Febre do Cerrado, 2008

2008
Se fotografar é apropriar-se da coisa, em si, apropriar-me de fotografias é apropriar-me duplamente da coisa, isto é: da coisa, em si, e da cópia da coisa. Deve ser considerado como uma ‘possessão dupla'. O redemoinho -fenômeno que surge e se desfaz em segundos e, obviamente, difícil de fotografar- tem grande carga simbólica no sertão mineiro: é visto como uma espécie de materialização do demônio. Partindo desse princípio alegórico, fotografar um redemoinho é como fotografar o próprio demo e cabe a nós, criadores e expectadores, fazermos parte desse pacto.

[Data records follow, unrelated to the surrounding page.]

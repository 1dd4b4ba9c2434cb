//! メインアプリケーションコンポーネント

use gloo::console;
use leptos::prelude::*;
use leptos::task::spawn_local;
use parts_master_common::tabs::{select_by_panel_id, Tab};
use parts_master_common::{MasterPanel, MasterState};

use crate::api::client;
use crate::components::{
    header::Header,
    master_view::MasterView,
    matching_panel::MatchingPanel,
    tab_bar::{tab_class, TabBar},
    upload_panel::UploadPanel,
};
use crate::config::load_config;

/// メインアプリケーションコンポーネント
#[component]
pub fn App() -> impl IntoView {
    let config = StoredValue::new(load_config());

    // アプリケーション状態
    let (active_tab, set_active_tab) = signal(Tab::default());
    let master_state = RwSignal::new(MasterState::new());
    let master_panel = RwSignal::new(MasterPanel::default());

    // タブ切り替えハンドラ
    let on_select_tab = move |id: String| {
        set_active_tab.update(|current| *current = select_by_panel_id(*current, &id));
    };

    // マスタ再読込ハンドラ（キャッシュの書き込みはここだけ）
    let reload_master = move || {
        spawn_local(async move {
            let cfg = config.get_value();
            let result = client::fetch_master(&cfg).await;
            if let Err(e) = &result {
                console::error!(format!("マスタ取得失敗: {}", e));
            }
            if let Some(panel) = master_state.try_update(|state| state.apply_load(result)) {
                master_panel.set(panel);
            }
        });
    };

    let panel_class = move |tab: Tab| tab_class("tab-content", active_tab.get() == tab);

    view! {
        <div class="container">
            <Header />

            <TabBar active_tab=active_tab on_select=on_select_tab />

            <div id=Tab::Upload.panel_id() class=move || panel_class(Tab::Upload)>
                <UploadPanel config=config on_uploaded=reload_master />
            </div>

            <div id=Tab::MasterView.panel_id() class=move || panel_class(Tab::MasterView)>
                <MasterView panel=master_panel state=master_state />
            </div>

            <div id=Tab::Matching.panel_id() class=move || panel_class(Tab::Matching)>
                <MatchingPanel config=config />
            </div>
        </div>
    }
}
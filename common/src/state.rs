//! マスタキャッシュの状態
//!
//! マスタ取得成功時に丸ごと置き換えられ、検索は読み取りのみ。
//! 書き込みは `apply_load` だけで、呼び出し側が単一の所有者になる。

use crate::api::MasterLoad;
use crate::error::Result;
use crate::message::{self, StatusMessage, NO_MASTER_DATA, NO_SEARCH_RESULTS};
use crate::search;
use crate::types::MasterDataset;
use crate::view::{MasterListView, MasterPanel};

/// 検索実行後の表示
#[derive(Debug, Clone, PartialEq, Eq)]
pub struct SearchDisplay {
    /// 一覧エリアの新しい内容（入力エラー時は変更しない）
    pub panel: Option<MasterPanel>,
    /// 検索件数欄
    pub info: StatusMessage,
}

#[derive(Debug, Clone, Default, PartialEq, Eq)]
pub struct MasterState {
    dataset: Option<MasterDataset>,
}

impl MasterState {
    pub fn new() -> Self {
        Self::default()
    }

    /// マスタ取得結果を反映し、一覧エリアの表示を返す
    ///
    /// キャッシュを置き換えるのは取得成功かつデータありの場合だけ。
    pub fn apply_load(&mut self, result: Result<MasterLoad>) -> MasterPanel {
        match result {
            Ok(MasterLoad::Loaded(dataset)) => {
                let panel = MasterPanel::List(MasterListView::new(
                    &dataset.items,
                    dataset.total_finished_products,
                ));
                self.dataset = Some(dataset);
                panel
            }
            Ok(MasterLoad::Empty) => MasterPanel::Info(NO_MASTER_DATA.to_string()),
            Err(e) => MasterPanel::from_load_error(&e),
        }
    }

    /// キャッシュ全件の一覧（サーバー報告の総数つき）
    pub fn full_view(&self) -> Option<MasterListView> {
        self.dataset
            .as_ref()
            .map(|d| MasterListView::new(&d.items, d.total_finished_products))
    }

    /// 検索して表示内容を作る
    pub fn search_display(&self, input: &str) -> SearchDisplay {
        match search::search(self.dataset.as_ref(), input) {
            Ok(outcome) => {
                let count = outcome.count();
                let info_text = message::search_count(outcome.query.as_str(), count);

                if outcome.is_empty() {
                    SearchDisplay {
                        panel: Some(MasterPanel::Error(NO_SEARCH_RESULTS.to_string())),
                        info: StatusMessage::error(info_text),
                    }
                } else {
                    SearchDisplay {
                        panel: Some(MasterPanel::List(MasterListView::new(&outcome.items, count))),
                        info: StatusMessage::success(info_text),
                    }
                }
            }
            Err(e) => SearchDisplay {
                panel: None,
                info: StatusMessage::from(&e),
            },
        }
    }

    /// 検索解除時の一覧（キャッシュがなければ変更しない）
    pub fn clear_display(&self) -> Option<MasterPanel> {
        self.full_view().map(MasterPanel::List)
    }
}

#[cfg(test)]
mod tests {
    use super::*;
    use crate::error::Error;
    use crate::message::{ENTER_KEYWORD, MASTER_NOT_LOADED, MessageKind};
    use crate::types::{MasterItem, PartRef};

    fn loaded_state() -> MasterState {
        let items = vec![
            MasterItem {
                finished_code: "A1".into(),
                finished_name: "Widget".into(),
                parts: vec![PartRef {
                    code: "P1".into(),
                    input_qty: 10,
                    box_qty: 2,
                    qty: 5,
                }],
            },
            MasterItem {
                finished_code: "B2".into(),
                finished_name: "Gadget".into(),
                parts: vec![],
            },
        ];
        let mut state = MasterState::new();
        state.apply_load(Ok(MasterLoad::Loaded(MasterDataset::new(items, 10))));
        state
    }

    #[test]
    fn test_apply_load_replaces_cache() {
        let state = loaded_state();
        match state.full_view() {
            Some(view) => {
                assert_eq!(view.total, 10);
                assert_eq!(view.entries.len(), 2);
            }
            None => panic!("一覧があるはず"),
        }
    }

    #[test]
    fn test_failed_load_keeps_cache() {
        let mut state = loaded_state();
        let before = state.clone();

        let panel = state.apply_load(Err(Error::Transport("Failed to fetch".into())));
        assert_eq!(panel, MasterPanel::Error("エラー: Failed to fetch".into()));

        let panel = state.apply_load(Ok(MasterLoad::Empty));
        assert_eq!(panel, MasterPanel::Info(NO_MASTER_DATA.into()));
        assert_eq!(state, before);
    }

    #[test]
    fn test_search_without_cache() {
        let display = MasterState::new().search_display("widget");
        assert!(display.panel.is_none());
        assert_eq!(display.info, StatusMessage::error(MASTER_NOT_LOADED));
    }

    #[test]
    fn test_search_empty_query() {
        let display = loaded_state().search_display("  ");
        assert!(display.panel.is_none());
        assert_eq!(display.info, StatusMessage::error(ENTER_KEYWORD));
    }

    #[test]
    fn test_search_uses_filtered_total() {
        let display = loaded_state().search_display("WIDGET");
        assert_eq!(display.info.kind, MessageKind::Success);
        assert_eq!(display.info.text, "「widget」の検索結果: 1件");

        match display.panel {
            Some(MasterPanel::List(view)) => {
                assert_eq!(view.total, 1);
                assert_eq!(view.entries[0].finished_code, "A1");
            }
            other => panic!("一覧のはず: {:?}", other),
        }
    }

    #[test]
    fn test_search_zero_results() {
        let display = loaded_state().search_display("zz");
        assert_eq!(display.info, StatusMessage::error("「zz」の検索結果: 0件"));
        assert_eq!(display.panel, Some(MasterPanel::Error(NO_SEARCH_RESULTS.into())));
    }

    #[test]
    fn test_clear_restores_original_total() {
        let state = loaded_state();
        let _ = state.search_display("gadget");

        match state.clear_display() {
            Some(MasterPanel::List(view)) => {
                assert_eq!(view.total, 10);
                assert_eq!(view.entries.len(), 2);
            }
            other => panic!("全件一覧のはず: {:?}", other),
        }

        assert!(MasterState::new().clear_display().is_none());
    }
}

Em 2008 eu quis conhecer a região do sertão mineiro que inspirou meu ilustre conterrâneo João Guimarães Rosa e, lá, fotografar redemoinhos. A viagem não se realizou; então, empreendi uma grande pesquisa, entre fotógrafos -amigos, desconhecidos, famosos- procurando aqueles que já tivessem conseguido realizar essa façanha e que pudessem compartilhar comigo e com o mundo, não apenas a documentação daquele fenômeno natural e efêmero, mas a sensação de fotografá-lo. Como? Através de seu próprio relato sobre aquele momento mágico, algo que o aproximasse da própria magia do Grande Sertão Veredas. O depoimento do outro é um agente ativador: compartilhar histórias é aproximar o fotógrafo da literatura. O sertão do romance virou o romance no sertão. O que há de mais próximo do demo do que o delírio da febre ou da paixão?

Durante a pesquisa em busca das imagens, ouvi mais histórias sobre redemoinhos passados e perdidos do que vi redemoinhos efetivamente fotografados. Mesmo que nada de substancial tenha mudado na paisagem, percebe-se que houve uma presença, ali, fugaz, como um calor súbito, um perfume ou acordes de uma canção. Mesmo que não reste uma imagem como testemunho, através do relato, da narrativa, fica a reminiscência, a mágoa, a cicatriz. O que resta de uma febre, senão a lembrança de que ela veio e se foi?